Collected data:

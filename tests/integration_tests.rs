//! Integration tests for the swarm CLI.

use assert_cmd::Command;
use assert_cmd::cargo::cargo_bin_cmd;
use predicates::prelude::*;
use std::fs;
use std::path::{Path, PathBuf};
use tempfile::TempDir;

fn swarm() -> Command {
    let mut cmd = cargo_bin_cmd!("swarm");
    cmd.env_remove("SWARM_CLAUDE_CMD").env_remove("RUST_LOG");
    cmd
}

fn create_temp_project() -> TempDir {
    TempDir::new().unwrap()
}

/// Write an executable stand-in for the Claude CLI that ignores its prompt
/// and prints `envelope`.
fn fake_claude(dir: &Path, envelope: &str) -> PathBuf {
    let path = dir.join("fake-claude.sh");
    fs::write(
        &path,
        format!("#!/bin/sh\ncat > /dev/null\ncat <<'EOF'\n{}\nEOF\n", envelope),
    )
    .unwrap();
    #[cfg(unix)]
    {
        use std::os::unix::fs::PermissionsExt;
        let mut perms = fs::metadata(&path).unwrap().permissions();
        perms.set_mode(0o755);
        fs::set_permissions(&path, perms).unwrap();
    }
    path
}

const CLEAN_RESULT: &str = r#"{"result": "Done.\n```json\n{\"summary\": \"all good\", \"files_changed\": [\"src/lib.rs\"], \"issues\": []}\n```", "is_error": false}"#;

const BLOCKED_RESULT: &str = r#"{"result": "```json\n{\"summary\": \"found a hole\", \"issues\": [{\"severity\": \"critical\", \"description\": \"SQL injection\"}], \"blocked\": true, \"block_reason\": \"SQL injection in login\"}\n```", "is_error": false}"#;

mod cli_basics {
    use super::*;

    #[test]
    fn test_help() {
        swarm()
            .arg("--help")
            .assert()
            .success()
            .stdout(predicate::str::contains("resume"));
    }

    #[test]
    fn test_version() {
        swarm().arg("--version").assert().success();
    }

    #[test]
    fn test_init_creates_structure() {
        let dir = create_temp_project();
        fs::write(dir.path().join(".gitignore"), "target/\n").unwrap();

        swarm()
            .current_dir(dir.path())
            .arg("init")
            .assert()
            .success()
            .stdout(predicate::str::contains(".swarm.yaml"));

        assert!(dir.path().join(".swarm.yaml").exists());
        assert!(dir.path().join(".swarm/state").is_dir());
        assert!(dir.path().join(".swarm/tasks").is_dir());
        assert!(dir.path().join(".swarm/summaries").is_dir());
        let gitignore = fs::read_to_string(dir.path().join(".gitignore")).unwrap();
        assert!(gitignore.contains(".swarm/"));
    }

    #[test]
    fn test_init_twice_requires_force() {
        let dir = create_temp_project();
        swarm().current_dir(dir.path()).arg("init").assert().success();
        swarm()
            .current_dir(dir.path())
            .arg("init")
            .assert()
            .failure()
            .stderr(predicate::str::contains("already exists"));
        swarm()
            .current_dir(dir.path())
            .args(["init", "--force"])
            .assert()
            .success();
    }

    #[test]
    fn test_agents_lists_roles() {
        let dir = create_temp_project();
        swarm()
            .arg("--project-dir")
            .arg(dir.path())
            .arg("agents")
            .assert()
            .success()
            .stdout(predicate::str::contains("architect"))
            .stdout(predicate::str::contains("security"))
            .stdout(predicate::str::contains("debugger"));
    }

    #[test]
    fn test_config_shows_defaults() {
        let dir = create_temp_project();
        swarm()
            .current_dir(dir.path())
            .arg("config")
            .assert()
            .success()
            .stdout(predicate::str::contains("not found, using defaults"))
            .stdout(predicate::str::contains("summary_window: 20"));
    }
}

mod sessions {
    use super::*;

    #[test]
    fn test_no_sessions() {
        let dir = create_temp_project();
        swarm()
            .current_dir(dir.path())
            .arg("sessions")
            .assert()
            .success()
            .stdout(predicate::str::contains("No sessions found"));
        swarm()
            .current_dir(dir.path())
            .arg("status")
            .assert()
            .success()
            .stdout(predicate::str::contains("No sessions found"));
    }

    #[test]
    fn test_status_unknown_session_fails() {
        let dir = create_temp_project();
        swarm()
            .current_dir(dir.path())
            .args(["status", "20240101_000000_deadbeef"])
            .assert()
            .failure()
            .stderr(predicate::str::contains("not found"));
    }

    #[test]
    fn test_resume_unknown_session_fails() {
        let dir = create_temp_project();
        swarm()
            .current_dir(dir.path())
            .args(["resume", "nope"])
            .assert()
            .failure();
    }
}

#[cfg(unix)]
mod pipeline_runs {
    use super::*;

    #[test]
    fn test_run_completes_with_clean_workers() {
        let dir = create_temp_project();
        let claude = fake_claude(dir.path(), CLEAN_RESULT);

        swarm()
            .current_dir(dir.path())
            .env("SWARM_CLAUDE_CMD", &claude)
            .args(["run", "Add a health endpoint", "-c", "src/lib.rs"])
            .assert()
            .success()
            .stdout(predicate::str::contains("completed"))
            .stdout(predicate::str::contains("[CODER] ✓"));

        let states: Vec<_> = fs::read_dir(dir.path().join(".swarm/state"))
            .unwrap()
            .collect();
        assert_eq!(states.len(), 1);
        assert!(fs::read_dir(dir.path().join(".swarm/tasks")).unwrap().count() >= 4);

        swarm()
            .current_dir(dir.path())
            .arg("sessions")
            .assert()
            .success()
            .stdout(predicate::str::contains("3/3"))
            .stdout(predicate::str::contains("Add a health endpoint"));

        swarm()
            .current_dir(dir.path())
            .arg("summaries")
            .assert()
            .success()
            .stdout(predicate::str::contains("[SECURITY] ✓"))
            .stdout(predicate::str::contains("[TESTER] ✓"));
    }

    #[test]
    fn test_run_skips_stages() {
        let dir = create_temp_project();
        let claude = fake_claude(dir.path(), CLEAN_RESULT);

        swarm()
            .current_dir(dir.path())
            .env("SWARM_CLAUDE_CMD", &claude)
            .args(["run", "tiny fix", "--skip-security", "--skip-review", "--skip-tests"])
            .assert()
            .success()
            .stdout(predicate::str::contains("1 succeeded"));
    }

    #[test]
    fn test_run_single_agent() {
        let dir = create_temp_project();
        let claude = fake_claude(dir.path(), CLEAN_RESULT);

        swarm()
            .current_dir(dir.path())
            .env("SWARM_CLAUDE_CMD", &claude)
            .args(["run", "Fix the login bug", "--agent", "debugger"])
            .assert()
            .success()
            .stdout(predicate::str::contains("[DEBUGGER] ✓"))
            .stdout(predicate::str::contains("1 succeeded"))
            .stdout(predicate::str::contains("[CODER]").not());

        swarm()
            .current_dir(dir.path())
            .arg("sessions")
            .assert()
            .success()
            .stdout(predicate::str::contains("1/1"));
    }

    #[test]
    fn test_run_without_pipeline_uses_coder() {
        let dir = create_temp_project();
        let claude = fake_claude(dir.path(), CLEAN_RESULT);

        swarm()
            .current_dir(dir.path())
            .env("SWARM_CLAUDE_CMD", &claude)
            .args(["run", "tiny fix", "--no-pipeline"])
            .assert()
            .success()
            .stdout(predicate::str::contains("[CODER] ✓"))
            .stdout(predicate::str::contains("1 succeeded"));
    }

    #[test]
    fn test_run_unknown_agent_fails() {
        let dir = create_temp_project();

        swarm()
            .current_dir(dir.path())
            .args(["run", "anything", "-a", "wizard"])
            .assert()
            .failure()
            .stderr(predicate::str::contains("Unknown agent 'wizard'"));

        assert!(!dir.path().join(".swarm/state").exists());
    }

    #[test]
    fn test_blocked_run_exits_nonzero() {
        let dir = create_temp_project();
        let claude = fake_claude(dir.path(), BLOCKED_RESULT);

        swarm()
            .current_dir(dir.path())
            .env("SWARM_CLAUDE_CMD", &claude)
            .args(["run", "Add login"])
            .assert()
            .failure()
            .stdout(predicate::str::contains("SQL injection in login"))
            .stderr(predicate::str::contains("blocked"));

        swarm()
            .current_dir(dir.path())
            .arg("status")
            .assert()
            .success()
            .stdout(predicate::str::contains("blocked"));
    }

    #[test]
    fn test_plan_without_execute_creates_pending_session() {
        let dir = create_temp_project();
        let plan = r#"{"result": "```json\n{\"summary\": \"two steps\", \"tasks\": [{\"id\": \"build\", \"agent\": \"coder\", \"task\": \"Build it\", \"depends_on\": []}, {\"id\": \"check\", \"agent\": \"tester\", \"task\": \"Test it\", \"depends_on\": [\"build\"]}]}\n```", "is_error": false}"#;
        let claude = fake_claude(dir.path(), plan);

        swarm()
            .current_dir(dir.path())
            .env("SWARM_CLAUDE_CMD", &claude)
            .args(["plan", "A feature"])
            .assert()
            .success()
            .stdout(predicate::str::contains("build"))
            .stdout(predicate::str::contains("swarm resume"));

        swarm()
            .current_dir(dir.path())
            .arg("status")
            .assert()
            .success()
            .stdout(predicate::str::contains("2 pending"));
    }
}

Action item :: Starting at the line that contains "use assert_cmd::cargo::cargo_bin_cmd;" and stopping after the line that contains "fn create_temp_project() ->", write out every line exactly as it appears above, and no other line.

Result of this task ::
use assert_cmd::cargo::cargo_bin_cmd;
use predicates::prelude::*;
use std::fs;
use std::path::{Path, PathBuf};
use tempfile::TempDir;

fn swarm() -> Command {
    let mut cmd = cargo_bin_cmd!("swarm");
    cmd.env_remove("SWARM_CLAUDE_CMD").env_remove("RUST_LOG");
    cmd
}

fn create_temp_project() -> TempDir {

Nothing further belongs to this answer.